Apache Kafka

Apache Kafka Streams Peek Transformations

Kafka Streams transformations refer to a set of operations that we can carry out on Kafka Streams data which allows us to modify and process the data to our liking. Transformations allow us to perform actions such as transforming, filtering, aggregating, joining, and analyzing the data from a specific Kafka stream.

The main advantage of Kafka Streams transformations is that we can carry them out in real-time. This allows us to read the data, make the modifications, and write it back to a Kafka topic.

Luckily, Kafka Streams support a wide range of transformations including:

Map Transformations – These allow us to apply a given function to each record in the stream, transforming it into a new record.

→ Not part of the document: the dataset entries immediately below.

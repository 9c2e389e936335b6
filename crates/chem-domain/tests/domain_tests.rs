use chem_domain::{CompoundRecord, RecordStage, RegistryNumber, ResolutionContext, StructureEncoding};

#[test]
fn test_record_equality_ignores_nothing() {
    // Dos registros con mismos campos deben ser iguales; cualquier diferencia
    // en la codificación los distingue.
    let a = CompoundRecord::new(10, "64-17-5", "Ethanol");
    let b = CompoundRecord::new(10, "64-17-5", "Ethanol");
    assert_eq!(a, b);
    assert_ne!(a, b.with_encoding("VmpDRDAx"));
}

#[test]
fn test_record_serializes_with_transparent_id() {
    let r = CompoundRecord::new(42, "7732-18-5", "Water");
    let v = serde_json::to_value(&r).unwrap();
    assert_eq!(v["compound_id"], serde_json::json!(42));
    assert_eq!(v["structure_encoding"], serde_json::Value::Null);
}

#[test]
fn test_context_skip_path_from_absent_identifier() {
    let mut ctx = ResolutionContext::new(CompoundRecord::new(3, "", "Unknown"));
    assert!(RegistryNumber::parse(ctx.registry_number()).is_none());
    ctx.identifier_resolved(None).unwrap();
    ctx.notation_resolved(None).unwrap();
    ctx.override_applied(String::new()).unwrap();
    ctx.skipped().unwrap();
    assert_eq!(ctx.stage(), RecordStage::Skipped);
    assert!(ctx.structure_encoding().is_none());
}

#[test]
fn test_cannot_skip_after_conversion() {
    let mut ctx = ResolutionContext::new(CompoundRecord::new(3, "64-17-5", "Ethanol"));
    ctx.identifier_resolved(Some("702".into())).unwrap();
    ctx.notation_resolved(Some("CCO".into())).unwrap();
    ctx.override_applied("CCO".into()).unwrap();
    ctx.converted(StructureEncoding::from("VmpD")).unwrap();
    assert!(ctx.skipped().is_err());
    assert_eq!(ctx.stage(), RecordStage::Converted);
}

Filter Transformations – As the name suggests, filter transformations allow us to remove records from a stream that do or do not match a given condition.

GroupBy – We also have the GroupBy transformations. These types of transformations allow us to group the records in a given stream based on a specific key.

Aggregation – Yes, Kafka Streams do support aggregation transformations. These types of transformations allow us to group a set of records from a stream and perform aggregate actions such as sum, count, average, etc.

Join – Finally, the last type of transformation that is supported by Kafka streams is the join type. This allows us to combine two or more streams based on a given key or simply concatenate the values of the input streams to output a new stream.

As you can see, Kafka Streams transformations enable a real-time data processing and analysis which allows you to read and make decisions based on the most up-to-date data available.

However, in this tutorial, we will focus on one type of transformation in Kafka Streams called a “peek transformation”.

If you want to learn more about the other types of Kafka Streams transformation that are previously mentioned, you can check out the other tutorials to learn more.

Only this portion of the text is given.